**Saved data entries**
»»

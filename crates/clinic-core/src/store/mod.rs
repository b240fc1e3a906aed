// SPDX-License-Identifier: PolyForm-Noncommercial-1.0.0
// Copyright (c) 2025 Sylvex. All rights reserved.

//! Persistence seam.
//!
//! Storage is an external collaborator. The domain only sees the typed
//! [`Collection`] trait; [`MemoryCollection`] is the bundled backend.
//!
//! # Design Principles
//!
//! - **Typed ids**: each collection is keyed by its entity's id newtype.
//! - **Conditional writes**: uniqueness checks run inside the backend's own
//!   critical section (`insert_unique` / `update_unique`).
//! - **Rooms are read-only here**: room writes go through
//!   [`RoomCoordinator`](crate::RoomCoordinator); [`Store::rooms`] hands out
//!   a read-only [`RoomView`].

mod memory;

pub use memory::MemoryCollection;

use std::fmt::Debug;
use std::sync::Arc;

use async_trait::async_trait;

use crate::error::{CoreError, CoreResult};
use crate::models::{
    Appointment, Bill, Doctor, MedicalRecord, Patient, Prescription, Room, User,
};

// =============================================================================
// Entity
// =============================================================================

/// A persistable entity with a server-assigned id.
pub trait Entity: Clone + Send + Sync + 'static {
    /// The id newtype.
    type Id: Copy + Ord + Debug + Send + Sync + From<u64> + Into<u64> + 'static;

    /// Entity name used in error messages, e.g. `"Patient"`.
    const KIND: &'static str;

    /// Returns the id.
    fn id(&self) -> Self::Id;

    /// Sets the id. Called by backends on insert.
    fn assign_id(&mut self, id: Self::Id);
}

/// A borrowed row predicate.
pub type Filter<'a, E> = &'a (dyn Fn(&E) -> bool + Send + Sync);

// =============================================================================
// Collection
// =============================================================================

/// Typed storage operations for one entity kind.
///
/// `list` returns rows in ascending id order; callers sort further as needed.
#[async_trait]
pub trait Collection<E: Entity>: Send + Sync {
    /// Fetches one entity.
    async fn get(&self, id: E::Id) -> CoreResult<Option<E>>;

    /// Returns every entity matching `filter`.
    async fn list(&self, filter: Filter<'_, E>) -> CoreResult<Vec<E>>;

    /// Counts entities matching `filter`.
    async fn count(&self, filter: Filter<'_, E>) -> CoreResult<usize>;

    /// Inserts a new entity and returns it with its assigned id.
    async fn insert(&self, entity: E) -> CoreResult<E>;

    /// Inserts unless an existing entity matches `clashes`.
    ///
    /// Returns `None` on a clash. The check and the write are atomic.
    async fn insert_unique(&self, entity: E, clashes: Filter<'_, E>) -> CoreResult<Option<E>>;

    /// Replaces an existing entity. Fails with `NotFound` if it is gone.
    async fn update(&self, entity: E) -> CoreResult<E>;

    /// Replaces an existing entity unless another entity matches `clashes`.
    ///
    /// The entity itself is never considered a clash.
    async fn update_unique(&self, entity: E, clashes: Filter<'_, E>) -> CoreResult<Option<E>>;

    /// Deletes an entity. Returns `false` if it did not exist.
    async fn delete(&self, id: E::Id) -> CoreResult<bool>;

    /// Fetches one entity or fails with `NotFound`.
    async fn require(&self, id: E::Id) -> CoreResult<E> {
        self.get(id)
            .await?
            .ok_or_else(|| CoreError::not_found(E::KIND, id))
    }

    /// Returns every entity.
    async fn list_all(&self) -> CoreResult<Vec<E>> {
        self.list(&|_| true).await
    }

    /// Counts every entity.
    async fn count_all(&self) -> CoreResult<usize> {
        self.count(&|_| true).await
    }
}

// =============================================================================
// Store
// =============================================================================

/// The backends a [`Store`] is assembled from.
pub struct Collections {
    /// Login accounts.
    pub users: Arc<dyn Collection<User>>,
    /// Patients.
    pub patients: Arc<dyn Collection<Patient>>,
    /// Doctors.
    pub doctors: Arc<dyn Collection<Doctor>>,
    /// Appointments.
    pub appointments: Arc<dyn Collection<Appointment>>,
    /// Medical records.
    pub medical_records: Arc<dyn Collection<MedicalRecord>>,
    /// Prescriptions.
    pub prescriptions: Arc<dyn Collection<Prescription>>,
    /// Bills.
    pub bills: Arc<dyn Collection<Bill>>,
    /// Rooms.
    pub rooms: Arc<dyn Collection<Room>>,
}

impl Collections {
    /// In-memory backends for every collection.
    pub fn in_memory() -> Self {
        Self {
            users: Arc::new(MemoryCollection::new()),
            patients: Arc::new(MemoryCollection::new()),
            doctors: Arc::new(MemoryCollection::new()),
            appointments: Arc::new(MemoryCollection::new()),
            medical_records: Arc::new(MemoryCollection::new()),
            prescriptions: Arc::new(MemoryCollection::new()),
            bills: Arc::new(MemoryCollection::new()),
            rooms: Arc::new(MemoryCollection::new()),
        }
    }
}

/// Shared handle to every collection. Cheap to clone.
#[derive(Clone)]
pub struct Store {
    /// Login accounts.
    pub users: Arc<dyn Collection<User>>,
    /// Patients. Deletion must go through the room coordinator.
    pub patients: Arc<dyn Collection<Patient>>,
    /// Doctors.
    pub doctors: Arc<dyn Collection<Doctor>>,
    /// Appointments.
    pub appointments: Arc<dyn Collection<Appointment>>,
    /// Medical records.
    pub medical_records: Arc<dyn Collection<MedicalRecord>>,
    /// Prescriptions.
    pub prescriptions: Arc<dyn Collection<Prescription>>,
    /// Bills.
    pub bills: Arc<dyn Collection<Bill>>,
    rooms: Arc<dyn Collection<Room>>,
}

impl Store {
    /// Assembles a store from backends.
    pub fn new(collections: Collections) -> Self {
        Self {
            users: collections.users,
            patients: collections.patients,
            doctors: collections.doctors,
            appointments: collections.appointments,
            medical_records: collections.medical_records,
            prescriptions: collections.prescriptions,
            bills: collections.bills,
            rooms: collections.rooms,
        }
    }

    /// A store backed entirely by memory.
    pub fn in_memory() -> Self {
        Self::new(Collections::in_memory())
    }

    /// Read-only access to rooms.
    pub fn rooms(&self) -> RoomView {
        RoomView {
            inner: Arc::clone(&self.rooms),
        }
    }

    pub(crate) fn room_collection(&self) -> &dyn Collection<Room> {
        self.rooms.as_ref()
    }
}

impl std::fmt::Debug for Store {
    fn fmt(&self, f: &mut std::fmt::Formatter<'_>) -> std::fmt::Result {
        f.debug_struct("Store").finish_non_exhaustive()
    }
}

/// Read-only view over the room collection.
#[derive(Clone)]
pub struct RoomView {
    inner: Arc<dyn Collection<Room>>,
}

impl RoomView {
    /// Fetches one room.
    pub async fn get(&self, id: crate::types::RoomId) -> CoreResult<Option<Room>> {
        self.inner.get(id).await
    }

    /// Fetches one room or fails with `NotFound`.
    pub async fn require(&self, id: crate::types::RoomId) -> CoreResult<Room> {
        self.inner.require(id).await
    }

    /// Returns every room matching `filter`.
    pub async fn list(&self, filter: Filter<'_, Room>) -> CoreResult<Vec<Room>> {
        self.inner.list(filter).await
    }

    /// Counts rooms matching `filter`.
    pub async fn count(&self, filter: Filter<'_, Room>) -> CoreResult<usize> {
        self.inner.count(filter).await
    }
}
// SPDX-License-Identifier: PolyForm-Noncommercial-1.0.0
// Copyright (c) 2025 Sylvex. All rights reserved.

//! Implementation of the `run` command.

use crate::cli::{Cli, RunArgs};
use crate::error::BinResult;
use crate::runtime::RuntimeBuilder;

/// Starts the server and blocks until shutdown.
pub async fn run(cli: &Cli, args: RunArgs) -> BinResult<()> {
    let runtime = RuntimeBuilder::new()
        .config_path(&cli.config)
        .host(args.host)
        .port(args.port)
        .build()?;

    runtime.run().await
}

««

**WHAT THE TASK REQUIRES**
Copy the records above exactly.

**EXERCISE RESPONSE**
filename crates/clinic-core/src/store/mod.rs
repository b240fc1e3a906aed
// SPDX-License-Identifier: PolyForm-Noncommercial-1.0.0
// Copyright (c) 2025 Sylvex. All rights reserved.

//! Persistence seam.
//!
//! Storage is an external collaborator. The domain only sees the typed
//! [`Collection`] trait; [`MemoryCollection`] is the bundled backend.
//!
//! # Design Principles
//!
//! - **Typed ids**: each collection is keyed by its entity's id newtype.
//! - **Conditional writes**: uniqueness checks run inside the backend's own
//!   critical section (`insert_unique` / `update_unique`).
//! - **Rooms are read-only here**: room writes go through
//!   [`RoomCoordinator`](crate::RoomCoordinator); [`Store::rooms`] hands out
//!   a read-only [`RoomView`].

mod memory;

pub use memory::MemoryCollection;

use std::fmt::Debug;
use std::sync::Arc;

use async_trait::async_trait;

use crate::error::{CoreError, CoreResult};
use crate::models::{
    Appointment, Bill, Doctor, MedicalRecord, Patient, Prescription, Room, User,
};

// =============================================================================
// Entity
// =============================================================================

/// A persistable entity with a server-assigned id.
pub trait Entity: Clone + Send + Sync + 'static {
    /// The id newtype.
    type Id: Copy + Ord + Debug + Send + Sync + From<u64> + Into<u64> + 'static;

    /// Entity name used in error messages, e.g. `"Patient"`.
    const KIND: &'static str;

    /// Returns the id.
    fn id(&self) -> Self::Id;

    /// Sets the id. Called by backends on insert.
    fn assign_id(&mut self, id: Self::Id);
}

/// A borrowed row predicate.
pub type Filter<'a, E> = &'a (dyn Fn(&E) -> bool + Send + Sync);

// =============================================================================
// Collection
// =============================================================================

/// Typed storage operations for one entity kind.
///
/// `list` returns rows in ascending id order; callers sort further as needed.
#[async_trait]
pub trait Collection<E: Entity>: Send + Sync {
    /// Fetches one entity.
    async fn get(&self, id: E::Id) -> CoreResult<Option<E>>;

    /// Returns every entity matching `filter`.
    async fn list(&self, filter: Filter<'_, E>) -> CoreResult<Vec<E>>;

    /// Counts entities matching `filter`.
    async fn count(&self, filter: Filter<'_, E>) -> CoreResult<usize>;

    /// Inserts a new entity and returns it with its assigned id.
    async fn insert(&self, entity: E) -> CoreResult<E>;

    /// Inserts unless an existing entity matches `clashes`.
    ///
    /// Returns `None` on a clash. The check and the write are atomic.
    async fn insert_unique(&self, entity: E, clashes: Filter<'_, E>) -> CoreResult<Option<E>>;

    /// Replaces an existing entity. Fails with `NotFound` if it is gone.
    async fn update(&self, entity: E) -> CoreResult<E>;

    /// Replaces an existing entity unless another entity matches `clashes`.
    ///
    /// The entity itself is never considered a clash.
    async fn update_unique(&self, entity: E, clashes: Filter<'_, E>) -> CoreResult<Option<E>>;

    /// Deletes an entity. Returns `false` if it did not exist.
    async fn delete(&self, id: E::Id) -> CoreResult<bool>;

    /// Fetches one entity or fails with `NotFound`.
    async fn require(&self, id: E::Id) -> CoreResult<E> {
        self.get(id)
            .await?
            .ok_or_else(|| CoreError::not_found(E::KIND, id))
    }

    /// Returns every entity.
    async fn list_all(&self) -> CoreResult<Vec<E>> {
        self.list(&|_| true).await
    }

    /// Counts every entity.
    async fn count_all(&self) -> CoreResult<usize> {
        self.count(&|_| true).await
    }
}

// =============================================================================
// Store
// =============================================================================

/// The backends a [`Store`] is assembled from.
pub struct Collections {
    /// Login accounts.
    pub users: Arc<dyn Collection<User>>,
    /// Patients.
    pub patients: Arc<dyn Collection<Patient>>,
    /// Doctors.
    pub doctors: Arc<dyn Collection<Doctor>>,
    /// Appointments.
    pub appointments: Arc<dyn Collection<Appointment>>,
    /// Medical records.
    pub medical_records: Arc<dyn Collection<MedicalRecord>>,
    /// Prescriptions.
    pub prescriptions: Arc<dyn Collection<Prescription>>,
    /// Bills.
    pub bills: Arc<dyn Collection<Bill>>,
    /// Rooms.
    pub rooms: Arc<dyn Collection<Room>>,
}

impl Collections {
    /// In-memory backends for every collection.
    pub fn in_memory() -> Self {
        Self {
            users: Arc::new(MemoryCollection::new()),
            patients: Arc::new(MemoryCollection::new()),
            doctors: Arc::new(MemoryCollection::new()),
            appointments: Arc::new(MemoryCollection::new()),
            medical_records: Arc::new(MemoryCollection::new()),
            prescriptions: Arc::new(MemoryCollection::new()),
            bills: Arc::new(MemoryCollection::new()),
            rooms: Arc::new(MemoryCollection::new()),
        }
    }
}

/// Shared handle to every collection. Cheap to clone.
#[derive(Clone)]
pub struct Store {
    /// Login accounts.
    pub users: Arc<dyn Collection<User>>,
    /// Patients. Deletion must go through the room coordinator.
    pub patients: Arc<dyn Collection<Patient>>,
    /// Doctors.
    pub doctors: Arc<dyn Collection<Doctor>>,
    /// Appointments.
    pub appointments: Arc<dyn Collection<Appointment>>,
    /// Medical records.
    pub medical_records: Arc<dyn Collection<MedicalRecord>>,
    /// Prescriptions.
    pub prescriptions: Arc<dyn Collection<Prescription>>,
    /// Bills.
    pub bills: Arc<dyn Collection<Bill>>,
    rooms: Arc<dyn Collection<Room>>,
}

impl Store {
    /// Assembles a store from backends.
    pub fn new(collections: Collections) -> Self {
        Self {
            users: collections.users,
            patients: collections.patients,
            doctors: collections.doctors,
            appointments: collections.appointments,
            medical_records: collections.medical_records,
            prescriptions: collections.prescriptions,
            bills: collections.bills,
            rooms: collections.rooms,
        }
    }

    /// A store backed entirely by memory.
    pub fn in_memory() -> Self {
        Self::new(Collections::in_memory())
    }

    /// Read-only access to rooms.
    pub fn rooms(&self) -> RoomView {
        RoomView {
            inner: Arc::clone(&self.rooms),
        }
    }

    pub(crate) fn room_collection(&self) -> &dyn Collection<Room> {
        self.rooms.as_ref()
    }
}

impl std::fmt::Debug for Store {
    fn fmt(&self, f: &mut std::fmt::Formatter<'_>) -> std::fmt::Result {
        f.debug_struct("Store").finish_non_exhaustive()
    }
}

/// Read-only view over the room collection.
#[derive(Clone)]
pub struct RoomView {
    inner: Arc<dyn Collection<Room>>,
}

impl RoomView {
    /// Fetches one room.
    pub async fn get(&self, id: crate::types::RoomId) -> CoreResult<Option<Room>> {
        self.inner.get(id).await
    }

    /// Fetches one room or fails with `NotFound`.
    pub async fn require(&self, id: crate::types::RoomId) -> CoreResult<Room> {
        self.inner.require(id).await
    }

    /// Returns every room matching `filter`.
    pub async fn list(&self, filter: Filter<'_, Room>) -> CoreResult<Vec<Room>> {
        self.inner.list(filter).await
    }

    /// Counts rooms matching `filter`.
    pub async fn count(&self, filter: Filter<'_, Room>) -> CoreResult<usize> {
        self.inner.count(filter).await
    }
}
// SPDX-License-Identifier: PolyForm-Noncommercial-1.0.0
// Copyright (c) 2025 Sylvex. All rights reserved.

//! Implementation of the `run` command.

use crate::cli::{Cli, RunArgs};
use crate::error::BinResult;
use crate::runtime::RuntimeBuilder;

/// Starts the server and blocks until shutdown.
pub async fn run(cli: &Cli, args: RunArgs) -> BinResult<()> {
    let runtime = RuntimeBuilder::new()
        .config_path(&cli.config)
        .host(args.host)
        .port(args.port)
        .build()?;

    runtime.run().await
}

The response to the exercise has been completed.